> [Task details] In the data below, which lines contain "PartialEq"? List them by copying each one.
┏━━
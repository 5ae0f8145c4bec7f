//! Channels-last volumetric tensors
//!
//! This module provides the 5D `Volume` container used by every layer, laid out as
//! `[batch, depth, height, width, channels]` in row-major order, plus the spatial
//! padding and cropping helpers (and their adjoints for backward passes).

use crate::error::{LayerError, Result};
use std::fmt;
use std::str::FromStr;

/// Shape of a channels-last 5D volume.
#[derive(Debug, Clone, Copy, PartialEq, Eq)]
pub struct VolumeShape {
    pub batch: usize,
    pub depth: usize,
    pub height: usize,
    pub width: usize,
    pub channels: usize,
}

impl VolumeShape {
    pub fn new(batch: usize, depth: usize, height: usize, width: usize, channels: usize) -> Self {
        Self {
            batch,
            depth,
            height,
            width,
            channels,
        }
    }

    /// Build a shape from a batch size, spatial extents and channel count.
    pub fn from_spatial(batch: usize, spatial: [usize; 3], channels: usize) -> Self {
        Self::new(batch, spatial[0], spatial[1], spatial[2], channels)
    }

    /// Spatial extents `[depth, height, width]`.
    pub fn spatial(&self) -> [usize; 3] {
        [self.depth, self.height, self.width]
    }

    /// Number of spatial positions per sample.
    pub fn voxels(&self) -> usize {
        self.depth * self.height * self.width
    }

    /// Total element count.
    pub fn len(&self) -> usize {
        self.batch * self.voxels() * self.channels
    }

    pub fn is_empty(&self) -> bool {
        self.len() == 0
    }

    /// Same shape with a different channel count.
    pub fn with_channels(&self, channels: usize) -> Self {
        Self { channels, ..*self }
    }

    /// Flat offset of element `(b, d, h, w, c)`.
    #[inline]
    pub fn offset(&self, b: usize, d: usize, h: usize, w: usize, c: usize) -> usize {
        (((b * self.depth + d) * self.height + h) * self.width + w) * self.channels + c
    }

    /// Flat index of a spatial position inside one sample.
    #[inline]
    pub fn voxel_index(&self, pos: [usize; 3]) -> usize {
        (pos[0] * self.height + pos[1]) * self.width + pos[2]
    }
}

impl fmt::Display for VolumeShape {
    fn fmt(&self, f: &mut fmt::Formatter<'_>) -> fmt::Result {
        write!(
            f,
            "[{}, {}, {}, {}, {}]",
            self.batch, self.depth, self.height, self.width, self.channels
        )
    }
}

/// Dense channels-last 5D tensor of `f32`.
#[derive(Debug, Clone, PartialEq)]
pub struct Volume {
    shape: VolumeShape,
    data: Vec<f32>,
}

impl Volume {
    /// Zero-filled volume.
    pub fn zeros(shape: VolumeShape) -> Self {
        Self::filled(shape, 0.0)
    }

    /// Volume with every element set to `value`.
    pub fn filled(shape: VolumeShape, value: f32) -> Self {
        Self {
            shape,
            data: vec![value; shape.len()],
        }
    }

    /// Wrap existing data. Fails if `data.len()` does not match the shape.
    pub fn from_vec(shape: VolumeShape, data: Vec<f32>) -> Result<Self> {
        if data.len() != shape.len() {
            return Err(LayerError::ShapeMismatch(format!(
                "shape {} needs {} elements, got {}",
                shape,
                shape.len(),
                data.len()
            )));
        }
        Ok(Self { shape, data })
    }

    /// Volume whose element at `(b, d, h, w, c)` is `f(b, d, h, w, c)`.
    pub fn from_fn<F>(shape: VolumeShape, mut f: F) -> Self
    where
        F: FnMut(usize, usize, usize, usize, usize) -> f32,
    {
        let mut data = Vec::with_capacity(shape.len());
        for b in 0..shape.batch {
            for d in 0..shape.depth {
                for h in 0..shape.height {
                    for w in 0..shape.width {
                        for c in 0..shape.channels {
                            data.push(f(b, d, h, w, c));
                        }
                    }
                }
            }
        }
        Self { shape, data }
    }

    pub fn shape(&self) -> VolumeShape {
        self.shape
    }

    pub fn data(&self) -> &[f32] {
        &self.data
    }

    pub fn data_mut(&mut self) -> &mut [f32] {
        &mut self.data
    }

    pub fn into_vec(self) -> Vec<f32> {
        self.data
    }

    #[inline]
    pub fn get(&self, b: usize, d: usize, h: usize, w: usize, c: usize) -> f32 {
        self.data[self.shape.offset(b, d, h, w, c)]
    }

    #[inline]
    pub fn set(&mut self, b: usize, d: usize, h: usize, w: usize, c: usize, value: f32) {
        let idx = self.shape.offset(b, d, h, w, c);
        self.data[idx] = value;
    }

    /// Apply `f` to every element in place.
    pub fn map_inplace<F: FnMut(f32) -> f32>(&mut self, mut f: F) {
        for value in &mut self.data {
            *value = f(*value);
        }
    }

    /// Extract channel `c` as a single-channel volume.
    pub fn channel(&self, c: usize) -> Result<Volume> {
        let channels = self.shape.channels;
        if c >= channels {
            return Err(LayerError::ShapeMismatch(format!(
                "channel {} out of range for shape {}",
                c, self.shape
            )));
        }
        let data = self
            .data
            .chunks_exact(channels)
            .map(|voxel| voxel[c])
            .collect();
        Ok(Volume {
            shape: self.shape.with_channels(1),
            data,
        })
    }

    /// Concatenate volumes along the channel axis. All parts must agree on
    /// batch and spatial extents.
    pub fn concat_channels(parts: &[Volume]) -> Result<Volume> {
        let first = parts.first().ok_or_else(|| {
            LayerError::ShapeMismatch("cannot concatenate an empty list of volumes".to_string())
        })?;
        let base = first.shape;
        for part in parts {
            let s = part.shape;
            if s.batch != base.batch || s.spatial() != base.spatial() {
                return Err(LayerError::ShapeMismatch(format!(
                    "cannot concatenate {} with {}",
                    base, s
                )));
            }
        }

        let total_channels: usize = parts.iter().map(|p| p.shape.channels).sum();
        let shape = base.with_channels(total_channels);
        let positions = base.batch * base.voxels();
        let mut data = Vec::with_capacity(shape.len());
        for pos in 0..positions {
            for part in parts {
                let ch = part.shape.channels;
                data.extend_from_slice(&part.data[pos * ch..(pos + 1) * ch]);
            }
        }
        Ok(Volume { shape, data })
    }

    /// Element-wise `self += other`.
    pub fn add_assign(&mut self, other: &Volume) -> Result<()> {
        if self.shape != other.shape {
            return Err(LayerError::ShapeMismatch(format!(
                "cannot add {} to {}",
                other.shape, self.shape
            )));
        }
        for (a, b) in self.data.iter_mut().zip(&other.data) {
            *a += *b;
        }
        Ok(())
    }
}

/// Border handling used when padding a volume before upsampling.
#[derive(Debug, Clone, Copy, PartialEq)]
pub enum PaddingMode {
    /// Fill with a constant value.
    Constant(f32),
    /// Mirror without repeating the edge sample: `dcb|abcd|cba`.
    Reflect,
    /// Mirror including the edge sample: `cba|abcd|dcb`.
    Symmetric,
}

impl PaddingMode {
    /// Parse a mode name, taking the fill value for `CONSTANT` from `constant`
    /// (zero when absent).
    pub fn parse(name: &str, constant: Option<f32>) -> Result<Self> {
        match name.to_ascii_uppercase().as_str() {
            "CONSTANT" => Ok(PaddingMode::Constant(constant.unwrap_or(0.0))),
            "REFLECT" => Ok(PaddingMode::Reflect),
            "SYMMETRIC" => Ok(PaddingMode::Symmetric),
            _ => Err(LayerError::UnknownPaddingMode {
                name: name.to_string(),
            }),
        }
    }

    /// Map a coordinate in the padded axis to its source index in an axis
    /// of length `n`, or `None` for constant fill.
    fn source_index(&self, padded: usize, n: usize, pad: usize) -> Option<usize> {
        let i = padded as isize - pad as isize;
        let n_i = n as isize;
        if (0..n_i).contains(&i) {
            return Some(i as usize);
        }
        match self {
            PaddingMode::Constant(_) => None,
            PaddingMode::Reflect => {
                let j = if i < 0 { -i } else { 2 * (n_i - 1) - i };
                Some(j as usize)
            }
            PaddingMode::Symmetric => {
                let j = if i < 0 { -i - 1 } else { 2 * n_i - 1 - i };
                Some(j as usize)
            }
        }
    }

    fn check_axis(&self, n: usize, pad: usize) -> Result<()> {
        let ok = match self {
            PaddingMode::Constant(_) => true,
            PaddingMode::Reflect => pad < n,
            PaddingMode::Symmetric => pad <= n,
        };
        if ok {
            Ok(())
        } else {
            Err(LayerError::ShapeMismatch(format!(
                "{:?} padding of {} needs a larger axis than {}",
                self, pad, n
            )))
        }
    }
}

impl FromStr for PaddingMode {
    type Err = LayerError;

    fn from_str(s: &str) -> Result<Self> {
        PaddingMode::parse(s, None)
    }
}

/// Pad depth, height and width by `pad` on both sides.
pub fn pad_spatial(input: &Volume, pad: usize, mode: PaddingMode) -> Result<Volume> {
    let s = input.shape();
    for n in s.spatial() {
        mode.check_axis(n, pad)?;
    }
    let out_shape = VolumeShape::new(
        s.batch,
        s.depth + 2 * pad,
        s.height + 2 * pad,
        s.width + 2 * pad,
        s.channels,
    );
    let fill = match mode {
        PaddingMode::Constant(value) => value,
        _ => 0.0,
    };

    let mut out = Volume::filled(out_shape, fill);
    for b in 0..s.batch {
        for d in 0..out_shape.depth {
            let Some(sd) = mode.source_index(d, s.depth, pad) else {
                continue;
            };
            for h in 0..out_shape.height {
                let Some(sh) = mode.source_index(h, s.height, pad) else {
                    continue;
                };
                for w in 0..out_shape.width {
                    let Some(sw) = mode.source_index(w, s.width, pad) else {
                        continue;
                    };
                    let src = s.offset(b, sd, sh, sw, 0);
                    let dst = out_shape.offset(b, d, h, w, 0);
                    out.data[dst..dst + s.channels]
                        .copy_from_slice(&input.data[src..src + s.channels]);
                }
            }
        }
    }
    Ok(out)
}

/// Adjoint of [`pad_spatial`]: fold the gradient of the padded volume back
/// onto the samples it was copied from.
pub fn pad_spatial_adjoint(
    grad: &Volume,
    original: VolumeShape,
    pad: usize,
    mode: PaddingMode,
) -> Result<Volume> {
    let g = grad.shape();
    let expected = VolumeShape::new(
        original.batch,
        original.depth + 2 * pad,
        original.height + 2 * pad,
        original.width + 2 * pad,
        original.channels,
    );
    if g != expected {
        return Err(LayerError::ShapeMismatch(format!(
            "padded gradient has shape {}, expected {}",
            g, expected
        )));
    }

    let mut out = Volume::zeros(original);
    for b in 0..g.batch {
        for d in 0..g.depth {
            let Some(sd) = mode.source_index(d, original.depth, pad) else {
                continue;
            };
            for h in 0..g.height {
                let Some(sh) = mode.source_index(h, original.height, pad) else {
                    continue;
                };
                for w in 0..g.width {
                    let Some(sw) = mode.source_index(w, original.width, pad) else {
                        continue;
                    };
                    let src = g.offset(b, d, h, w, 0);
                    let dst = original.offset(b, sd, sh, sw, 0);
                    for c in 0..g.channels {
                        out.data[dst + c] += grad.data[src + c];
                    }
                }
            }
        }
    }
    Ok(out)
}

/// Crop a spatial window of extent `len` starting at `start`.
pub fn crop_spatial(input: &Volume, start: [usize; 3], len: [usize; 3]) -> Result<Volume> {
    let s = input.shape();
    let spatial = s.spatial();
    for axis in 0..3 {
        if start[axis] + len[axis] > spatial[axis] {
            return Err(LayerError::ShapeMismatch(format!(
                "crop of {} from {} exceeds axis {} of length {}",
                len[axis], start[axis], axis, spatial[axis]
            )));
        }
    }

    let out_shape = VolumeShape::from_spatial(s.batch, len, s.channels);
    let mut data = Vec::with_capacity(out_shape.len());
    for b in 0..s.batch {
        for d in 0..len[0] {
            for h in 0..len[1] {
                let row = s.offset(b, start[0] + d, start[1] + h, start[2], 0);
                data.extend_from_slice(&input.data[row..row + len[2] * s.channels]);
            }
        }
    }
    Ok(Volume {
        shape: out_shape,
        data,
    })
}

/// Adjoint of [`crop_spatial`]: place `grad` at `start` inside a zero volume
/// of spatial extent `full`.
pub fn crop_spatial_adjoint(grad: &Volume, start: [usize; 3], full: [usize; 3]) -> Result<Volume> {
    let g = grad.shape();
    let len = g.spatial();
    for axis in 0..3 {
        if start[axis] + len[axis] > full[axis] {
            return Err(LayerError::ShapeMismatch(format!(
                "cropped gradient of length {} at {} does not fit axis {} of length {}",
                len[axis], start[axis], axis, full[axis]
            )));
        }
    }

    let out_shape = VolumeShape::from_spatial(g.batch, full, g.channels);
    let mut out = Volume::zeros(out_shape);
    for b in 0..g.batch {
        for d in 0..len[0] {
            for h in 0..len[1] {
                let src = g.offset(b, d, h, 0, 0);
                let dst = out_shape.offset(b, start[0] + d, start[1] + h, start[2], 0);
                let n = len[2] * g.channels;
                out.data[dst..dst + n].copy_from_slice(&grad.data[src..src + n]);
            }
        }
    }
    Ok(out)
}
┗━━
> [Solution for this exercise]
#[derive(Debug, Clone, Copy, PartialEq, Eq)]
#[derive(Debug, Clone, PartialEq)]
#[derive(Debug, Clone, Copy, PartialEq)]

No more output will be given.